As noted before, one of the most daunting aspects of my transition from poorly-paid graduate student to acceptably-paid assistant professor has been that there is no longer anything preventing my wife and I from looking at houses and thinking seriously about when we want to increase the size of our family.  In preparation for incurring a debt greater than my life’s income, we have both purchased the recommended amount of term life insurance.  The process goes something like this:

Corporation:  Hello, sir, how are you today?

Me:  It’s Dr. sir, and I am generally okay but not well enough to prevent the fear that I may die in the next thirty years.

Corporation:  Die?  You look like a healthy fellow.  In fact, I am willing to bet that you will not die in the next thirty years.

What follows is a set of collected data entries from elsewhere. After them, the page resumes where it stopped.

//! Ability Dispatch Boundary
//!
//! Every recognised pattern ends in a [`LaunchRequest`] handed to an
//! [`AbilityDispatcher`]. The engines treat the ability as opaque: they only
//! clone it, optionally add parameters, and dispatch it. Failures are logged
//! and never retried.
//!
//! # Implementations
//!
//! - [`LoggingDispatcher`]: logs each launch (default for the binary)
//! - [`ChannelDispatcher`]: forwards requests over a bounded tokio channel
//!   with `try_send`, never blocking the event loop
//! - [`RecordingDispatcher`]: keeps every request in memory for replay
//!   reports and tests

use parking_lot::Mutex;
use serde::{Deserialize, Serialize};
use std::collections::BTreeMap;
use std::fmt;
use tokio::sync::mpsc;
use tracing::{error, info, warn};

use crate::input::error::{InputError, Result};

/// Ability flavour
#[derive(Debug, Clone, Copy, PartialEq, Eq, Hash, Default, Serialize, Deserialize)]
#[serde(rename_all = "lowercase")]
pub enum AbilityKind {
    /// Started as a regular ability
    #[default]
    Normal,
    /// Started as an extension ability
    Extension,
}

/// Externally launchable ability descriptor
#[derive(Debug, Clone, PartialEq, Eq, Default, Serialize, Deserialize)]
pub struct Ability {
    pub bundle_name: String,
    pub ability_name: String,
    pub device_id: String,
    pub action: String,
    pub uri: String,
    #[serde(rename = "type")]
    pub type_: String,
    pub entities: Vec<String>,
    pub params: BTreeMap<String, String>,
    pub kind: AbilityKind,
}

impl Ability {
    pub fn new(bundle_name: impl Into<String>, ability_name: impl Into<String>) -> Self {
        Self {
            bundle_name: bundle_name.into(),
            ability_name: ability_name.into(),
            ..Self::default()
        }
    }

    pub fn with_param(mut self, key: impl Into<String>, value: impl Into<String>) -> Self {
        self.params.insert(key.into(), value.into());
        self
    }

    pub fn is_empty(&self) -> bool {
        self.bundle_name.is_empty()
    }
}

impl fmt::Display for Ability {
    fn fmt(&self, f: &mut fmt::Formatter<'_>) -> fmt::Result {
        write!(f, "{}/{}", self.bundle_name, self.ability_name)
    }
}

/// Pattern family that produced a launch
#[derive(Debug, Clone, Copy, PartialEq, Eq, Hash, Serialize, Deserialize)]
#[serde(rename_all = "snake_case")]
pub enum LaunchSource {
    Shortcut,
    Sequence,
    RepeatKey,
    SingleKnuckle,
    DoubleKnuckle,
    TwoFinger,
    ThreeFingerTap,
}

impl fmt::Display for LaunchSource {
    fn fmt(&self, f: &mut fmt::Formatter<'_>) -> fmt::Result {
        let name = match self {
            Self::Shortcut => "shortcut",
            Self::Sequence => "sequence",
            Self::RepeatKey => "repeat_key",
            Self::SingleKnuckle => "single_knuckle",
            Self::DoubleKnuckle => "double_knuckle",
            Self::TwoFinger => "two_finger",
            Self::ThreeFingerTap => "three_finger_tap",
        };
        f.write_str(name)
    }
}

/// Launch handed to the dispatcher
#[derive(Debug, Clone, PartialEq, Eq, Serialize, Deserialize)]
pub struct LaunchRequest {
    pub ability: Ability,
    /// Start delay already waited out before this launch
    pub delay_ms: u64,
    pub source: LaunchSource,
}

/// Performs the externally visible launch
#[cfg_attr(test, mockall::automock)]
pub trait AbilityDispatcher: Send + Sync {
    fn dispatch(&self, request: &LaunchRequest) -> Result<()>;
}

/// Dispatch an ability, logging the outcome
///
/// Returns whether the dispatcher accepted it. An ability without a bundle
/// name is never dispatched.
pub fn launch_ability(
    dispatcher: &dyn AbilityDispatcher,
    ability: &Ability,
    delay_ms: u64,
    source: LaunchSource,
) -> bool {
    if ability.is_empty() {
        warn!("Skipping {} launch: ability has no bundle name", source);
        return false;
    }

    let request = LaunchRequest {
        ability: ability.clone(),
        delay_ms,
        source,
    };
    match dispatcher.dispatch(&request) {
        Ok(()) => {
            info!("Launched {} via {} (delay {}ms)", ability, source, delay_ms);
            true
        }
        Err(e) => {
            error!("Failed to launch {} via {}: {}", ability, source, e);
            false
        }
    }
}

/// Dispatcher that only logs
#[derive(Debug, Default)]
pub struct LoggingDispatcher;

impl AbilityDispatcher for LoggingDispatcher {
    fn dispatch(&self, request: &LaunchRequest) -> Result<()> {
        info!(
            bundle = %request.ability.bundle_name,
            ability = %request.ability.ability_name,
            source = %request.source,
            delay_ms = request.delay_ms,
            "Ability launch requested"
        );
        Ok(())
    }
}

/// Dispatcher forwarding requests over a bounded channel
#[derive(Debug, Clone)]
pub struct ChannelDispatcher {
    sender: mpsc::Sender<LaunchRequest>,
}

impl ChannelDispatcher {
    /// Create the dispatcher and the receiving end
    pub fn new(capacity: usize) -> (Self, mpsc::Receiver<LaunchRequest>) {
        let (sender, receiver) = mpsc::channel(capacity.max(1));
        (Self { sender }, receiver)
    }
}

impl AbilityDispatcher for ChannelDispatcher {
    fn dispatch(&self, request: &LaunchRequest) -> Result<()> {
        self.sender
            .try_send(request.clone())
            .map_err(|e| InputError::DispatchFailed {
                bundle: request.ability.bundle_name.clone(),
                reason: match e {
                    mpsc::error::TrySendError::Full(_) => "launch queue full".to_string(),
                    mpsc::error::TrySendError::Closed(_) => "launch receiver closed".to_string(),
                },
            })
    }
}

/// Dispatcher that records every request
#[derive(Debug, Default)]
pub struct RecordingDispatcher {
    launches: Mutex<Vec<LaunchRequest>>,
}

impl RecordingDispatcher {
    pub fn new() -> Self {
        Self::default()
    }

    /// Copy of every recorded request, oldest first
    pub fn launches(&self) -> Vec<LaunchRequest> {
        self.launches.lock().clone()
    }

    /// Drain the recorded requests
    pub fn take(&self) -> Vec<LaunchRequest> {
        std::mem::take(&mut *self.launches.lock())
    }

    pub fn count(&self) -> usize {
        self.launches.lock().len()
    }

    /// Bundle names of the recorded requests, oldest first
    pub fn bundles(&self) -> Vec<String> {
        self.launches
            .lock()
            .iter()
            .map(|request| request.ability.bundle_name.clone())
            .collect()
    }
}

impl AbilityDispatcher for RecordingDispatcher {
    fn dispatch(&self, request: &LaunchRequest) -> Result<()> {
        self.launches.lock().push(request.clone());
        Ok(())
    }
}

Me:  Interesting… What are you willing to wager?

Corporation:  I will wager hundreds of thousands of dollars that you will not die in the next thirty years, and because I’m so sure that you won’t die I will give you forty to one odds!

Me:  So let me get this straight: I will wager thousands of dollars over the course of thirty years that I will die – really only hundreds of dollars a year – and you will wager hundreds of thousands of dollars that I won’t?

Corporation:  Yes, that is correct.

Me:  What happens at the end of the thirty years?

Corporation:  Well, since you think you’ll be dead by then, if you want to continue our agreement past thirty years it will cost you more for a single year than in the entire thirty years combined.  Otherwise, I’ll keep your money because you will have lost the bet and you will have to live with the fact that you’re a bad gambler.

Me:  But you’ll pay me if I die within the thirty years?

Corporation:  Well, I’ll pay somebody, but you’ll be dead.

Me:  So I’m a loser either way?

Corporation: Right.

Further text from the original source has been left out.